The young man spent a few years experimenting with a plethora of drugs filling his head with rainbows and cotton candy clouds and sending pleasurable sensations from his brain to his body, and had a few unsuccessful jobs and apartments outside of his mothers home.

Grandma stopped working and now plays Mah Jong.

Her hands are still soft and beautiful even though you can see her blue veins now, and two of her fingers are adorned by vintage green and gold rings.

Fast forward 4 years, the young man, now a 20 year old adult, still a raging drug addict, moved back with his family to their old city of beige houses and shopping centers and started creating a new ‘happy’ life.

His mother was again in relationship with on-again off-again boyfriend and father of her youngest child. His name was asshole Todd.

They all lived in a large house in suburban southern California which had the appearance of a cape cod home, resting on a hill next to other mansions.

The adult hated living there as he noticed this wasn’t a true family. Although he loved his younger sibling, there was no love between his mother and his ‘step’ father. It was purely business. Except he would request the occasional sex, his mother would tell him.

The now adult decided to get sober by urging of therapist and he plunged himself into the world of A.A.

They would sit around a square table set up and share how much they loved A.A.

A.A. gave me my life back!’ 

I get to go on vacation because of A.A.!’

Someone would cry, but when the timer went off, they couldn’t let out their feelings anymore.

Now many of these ex-alchies would get hopped up on caffeine and cake and share their yellow, crooked, toothy smiles with each other.

The adult noticed many of them were good people, but some of them worshipped a door-knob as a god.

He went head first into exercising and became no longer just a tall and skinny guy, but now a tall and skinny guy with muscles! He finally felt some approval.

And now he really put on the smile.

The adult seemed to be doing well for a while; holding down a steady job, exercising, and staying sober, but there was a longing for more in his life, something deeper and more mystical, so he started attending meditation meetings at a local spiritualist’s house.

There, they would chant and align their chakras, and envision light coming from parts of their bodies, meditate, then talk about their experiences over a nutritious meal.
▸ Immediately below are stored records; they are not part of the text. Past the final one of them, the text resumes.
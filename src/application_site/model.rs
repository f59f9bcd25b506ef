//! Local configuration and state of an application site.

use std::collections::BTreeSet;

use serde::{Deserialize, Serialize};
use serde_json::Value;

use super::payload::{member_names, ShowApplicationSite};
use super::schema::DEFAULT_COLOR;
use crate::error::ProviderError;
use crate::field::Field;

/// Application site configuration as supplied by the host.
///
/// Every attribute except `name` keeps its presence, so a payload can tell
/// "not configured" apart from "configured empty".
#[derive(Debug, Clone, Default, PartialEq, Serialize, Deserialize)]
#[serde(default)]
pub struct ApplicationSiteConfig {
    /// Object name.
    pub name: String,
    /// Additional category names.
    pub additional_categories: Field<BTreeSet<String>>,
    /// Free-text description.
    pub description: Field<String>,
    /// Primary category name.
    pub primary_category: Field<String>,
    /// Tag names.
    pub tags: Field<BTreeSet<String>>,
    /// URLs that identify the site.
    pub url_list: Field<BTreeSet<String>>,
    /// Signature produced by the Signature Tool.
    pub application_signature: Field<String>,
    /// Whether `url_list` entries are regular expressions.
    pub urls_defined_as_regular_expression: Field<bool>,
    /// Object color.
    pub color: Field<String>,
    /// Comments string.
    pub comments: Field<String>,
    /// Group names.
    pub groups: Field<BTreeSet<String>>,
    /// Request-only: apply ignoring warnings.
    pub ignore_warnings: Field<bool>,
    /// Request-only: apply ignoring errors.
    pub ignore_errors: Field<bool>,
}

impl ApplicationSiteConfig {
    /// Decode a configuration object. Keys outside the schema are ignored.
    pub fn from_value(value: &Value) -> Result<Self, ProviderError> {
        Ok(serde_json::from_value(value.clone())?)
    }

    /// Fill in what the host should plan for unset attributes.
    ///
    /// Attributes with a schema default get it, and the server-computed
    /// `primary_category` keeps a known prior value. Everything else stays
    /// unset so it is not sent on create.
    pub fn with_defaults(&self, prior: Option<&ApplicationSite>) -> Self {
        let mut planned = self.clone();
        if planned.color.is_unset() {
            planned.color = Field::Set(DEFAULT_COLOR.to_string());
        }
        for flag in [
            &mut planned.urls_defined_as_regular_expression,
            &mut planned.ignore_warnings,
            &mut planned.ignore_errors,
        ] {
            if flag.is_unset() {
                *flag = Field::Set(false);
            }
        }
        if planned.primary_category.is_unset() {
            if let Some(prior) = prior.filter(|p| !p.primary_category.is_empty()) {
                planned.primary_category = Field::Set(prior.primary_category.clone());
            }
        }
        planned
    }

    /// The state this configuration describes once applied on top of `prior`.
    ///
    /// Unset attributes take their schema default or their empty value. The
    /// server-computed `primary_category` keeps its prior value instead, and
    /// `id` always comes from `prior`.
    pub fn resolve(&self, prior: Option<&ApplicationSite>) -> ApplicationSite {
        let primary_category = match &self.primary_category {
            Field::Set(v) => v.clone(),
            Field::Unset => prior.map(|p| p.primary_category.clone()).unwrap_or_default(),
        };
        ApplicationSite {
            id: prior.map(|p| p.id.clone()).unwrap_or_default(),
            name: self.name.clone(),
            additional_categories: self.additional_categories.value_or_default(),
            description: self.description.value_or_default(),
            primary_category,
            tags: self.tags.value_or_default(),
            url_list: self.url_list.value_or_default(),
            application_signature: self.application_signature.value_or_default(),
            urls_defined_as_regular_expression: self
                .urls_defined_as_regular_expression
                .value_or_default(),
            color: self
                .color
                .get()
                .cloned()
                .unwrap_or_else(|| DEFAULT_COLOR.to_string()),
            comments: self.comments.value_or_default(),
            groups: self.groups.value_or_default(),
            ignore_warnings: self.ignore_warnings.value_or_default(),
            ignore_errors: self.ignore_errors.value_or_default(),
        }
    }
}

/// Local state of an application site.
///
/// An empty `id` means the object does not exist on the server.
#[derive(Debug, Clone, PartialEq, Eq, Serialize)]
pub struct ApplicationSite {
    /// Server-assigned uid.
    pub id: String,
    /// Object name.
    pub name: String,
    /// Additional category names.
    pub additional_categories: BTreeSet<String>,
    /// Free-text description.
    pub description: String,
    /// Primary category name.
    pub primary_category: String,
    /// Tag names.
    pub tags: BTreeSet<String>,
    /// URLs that identify the site.
    pub url_list: BTreeSet<String>,
    /// Signature produced by the Signature Tool.
    pub application_signature: String,
    /// Whether `url_list` entries are regular expressions.
    pub urls_defined_as_regular_expression: bool,
    /// Object color.
    pub color: String,
    /// Comments string.
    pub comments: String,
    /// Group names.
    pub groups: BTreeSet<String>,
    /// Last requested ignore-warnings flag.
    pub ignore_warnings: bool,
    /// Last requested ignore-errors flag.
    pub ignore_errors: bool,
}

impl ApplicationSite {
    /// Decode state handed over by the host.
    ///
    /// Missing attributes take the same values [`ApplicationSiteConfig::resolve`]
    /// would give them.
    pub fn from_value(value: &Value) -> Result<Self, ProviderError> {
        let id = match value.get("id") {
            None | Some(Value::Null) => String::new(),
            Some(Value::String(id)) => id.clone(),
            Some(other) => {
                return Err(ProviderError::Validation(format!(
                    "state attribute 'id' must be a string, got {}",
                    other
                )))
            },
        };
        let mut state = ApplicationSiteConfig::from_value(value)?.resolve(None);
        state.id = id;
        Ok(state)
    }

    /// Encode the state for the host.
    pub fn to_value(&self) -> Result<Value, ProviderError> {
        Ok(serde_json::to_value(self)?)
    }

    /// Whether the object exists on the server.
    pub fn exists(&self) -> bool {
        !self.id.is_empty()
    }

    /// Forget the server identity.
    pub fn clear_id(&mut self) {
        self.id.clear();
    }

    /// Merge an object returned by the server into this state.
    ///
    /// Scalars the server omits keep their local value. Set attributes the
    /// server omits are reset to empty.
    pub fn apply_remote(&mut self, remote: ShowApplicationSite) {
        if let Some(v) = remote.name {
            self.name = v;
        }
        self.additional_categories = remote
            .additional_categories
            .map(member_names)
            .unwrap_or_default();
        if let Some(v) = remote.description {
            self.description = v;
        }
        if let Some(v) = remote.primary_category {
            self.primary_category = v;
        }
        self.tags = remote
            .tags
            .map(member_names)
            .unwrap_or_default();
        self.url_list = remote
            .url_list
            .map(member_names)
            .unwrap_or_default();
        if let Some(v) = remote.application_signature {
            self.application_signature = v;
        }
        if let Some(v) = remote.urls_defined_as_regular_expression {
            self.urls_defined_as_regular_expression = v;
        }
        if let Some(v) = remote.color {
            self.color = v;
        }
        if let Some(v) = remote.comments {
            self.comments = v;
        }
        self.groups = remote
            .groups
            .map(member_names)
            .unwrap_or_default();
        if let Some(v) = remote.ignore_warnings {
            self.ignore_warnings = v;
        }
        if let Some(v) = remote.ignore_errors {
            self.ignore_errors = v;
        }
    }
}

#[cfg(test)]
mod tests {
    use super::*;
    use serde_json::json;

    fn names(items: &[&str]) -> BTreeSet<String> {
        items.iter().map(|s| s.to_string()).collect()
    }

    #[test]
    fn test_config_keeps_presence() {
        let config = ApplicationSiteConfig::from_value(&json!({
            "id": "ignored",
            "name": "App1",
            "description": "",
            "urls_defined_as_regular_expression": false,
            "tags": ["t2", "t1", "t1"],
            "comments": null,
        }))
        .unwrap();

        assert_eq!(config.name, "App1");
        assert_eq!(config.description, Field::Set(String::new()));
        assert_eq!(config.urls_defined_as_regular_expression, Field::Set(false));
        assert_eq!(config.tags, Field::Set(names(&["t1", "t2"])));
        assert!(config.comments.is_unset());
        assert!(config.color.is_unset());
        assert!(config.groups.is_unset());
    }

    #[test]
    fn test_config_rejects_wrong_types() {
        let err = ApplicationSiteConfig::from_value(&json!({"name": "App1", "tags": "t1"}))
            .unwrap_err();
        assert!(matches!(err, ProviderError::Serialization(_)));
    }

    #[test]
    fn test_with_defaults_fills_schema_defaults_only() {
        let mut prior = ApplicationSiteConfig::default().resolve(None);
        prior.primary_category = "Social".to_string();

        let config =
            ApplicationSiteConfig::from_value(&json!({"name": "App1", "ignore_errors": true}))
                .unwrap();
        let planned = config.with_defaults(Some(&prior));
        assert_eq!(planned.color, Field::Set("black".to_string()));
        assert_eq!(planned.urls_defined_as_regular_expression, Field::Set(false));
        assert_eq!(planned.ignore_warnings, Field::Set(false));
        assert_eq!(planned.ignore_errors, Field::Set(true));
        assert_eq!(planned.primary_category, Field::Set("Social".to_string()));
        assert!(planned.description.is_unset());
        assert!(planned.tags.is_unset());

        assert!(config.with_defaults(None).primary_category.is_unset());
        let value = serde_json::to_value(config.with_defaults(None)).unwrap();
        assert!(value["description"].is_null());
        assert_eq!(value["color"], "black");
    }

    #[test]
    fn test_resolve_applies_defaults() {
        let config = ApplicationSiteConfig::from_value(&json!({"name": "App1"})).unwrap();
        let state = config.resolve(None);

        assert_eq!(state.id, "");
        assert_eq!(state.color, "black");
        assert!(!state.urls_defined_as_regular_expression);
        assert!(state.tags.is_empty());
        assert_eq!(state.primary_category, "");
    }

    #[test]
    fn test_resolve_carries_identity_and_computed_category() {
        let mut prior = ApplicationSiteConfig::from_value(&json!({"name": "App1"}))
            .unwrap()
            .resolve(None);
        prior.id = "123".to_string();
        prior.primary_category = "Social".to_string();
        prior.comments = "old".to_string();

        let planned = ApplicationSiteConfig::from_value(&json!({"name": "App1"})).unwrap();
        let state = planned.resolve(Some(&prior));
        assert_eq!(state.id, "123");
        assert_eq!(state.primary_category, "Social");
        // comments is not computed, so dropping it from the config clears it
        assert_eq!(state.comments, "");
    }

    #[test]
    fn test_state_round_trips_through_host_json() {
        let state = ApplicationSite::from_value(&json!({
            "id": "123",
            "name": "App1",
            "color": "red",
            "tags": ["t1"],
            "primary_category": "Social",
            "groups": null,
        }))
        .unwrap();
        assert!(state.exists());
        assert_eq!(state.primary_category, "Social");
        assert!(state.groups.is_empty());

        let value = state.to_value().unwrap();
        assert_eq!(value["id"], "123");
        assert_eq!(value["tags"], json!(["t1"]));
        assert_eq!(value["groups"], json!([]));
        assert_eq!(ApplicationSite::from_value(&value).unwrap(), state);
    }

    #[test]
    fn test_state_rejects_non_string_id() {
        let err = ApplicationSite::from_value(&json!({"id": 5, "name": "App1"})).unwrap_err();
        assert!(matches!(err, ProviderError::Validation(_)));
    }

    #[test]
    fn test_apply_remote_leaves_missing_scalars_and_resets_sets() {
        let mut state = ApplicationSite::from_value(&json!({
            "id": "123",
            "name": "App1",
            "comments": "keep me",
            "tags": ["t1"],
            "groups": ["g1"],
        }))
        .unwrap();

        let remote: ShowApplicationSite = serde_json::from_value(json!({
            "uid": "123",
            "name": "App1",
            "color": "red",
            "groups": [{"name": "g2", "uid": "aa"}],
        }))
        .unwrap();
        state.apply_remote(remote);

        assert_eq!(state.comments, "keep me");
        assert_eq!(state.color, "red");
        assert!(state.tags.is_empty());
        assert_eq!(state.groups, names(&["g2"]));
    }
}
One night when the adult was meditating, he begged the universe for the truth. He begged that he get some sign of what he needs to know to progress in life and find meaning in the monotonous routine he had been living.

And then, a sign.

With his eyes closed, in his mind’s eye, he saw a man in white robes walking toward him. The adult welcomed the image and the figure understood. The man in robes came closer and the adult noticed the man had long hair and a beard, and instantly in a flash of yellow and white light, a cross appeared behind the figure.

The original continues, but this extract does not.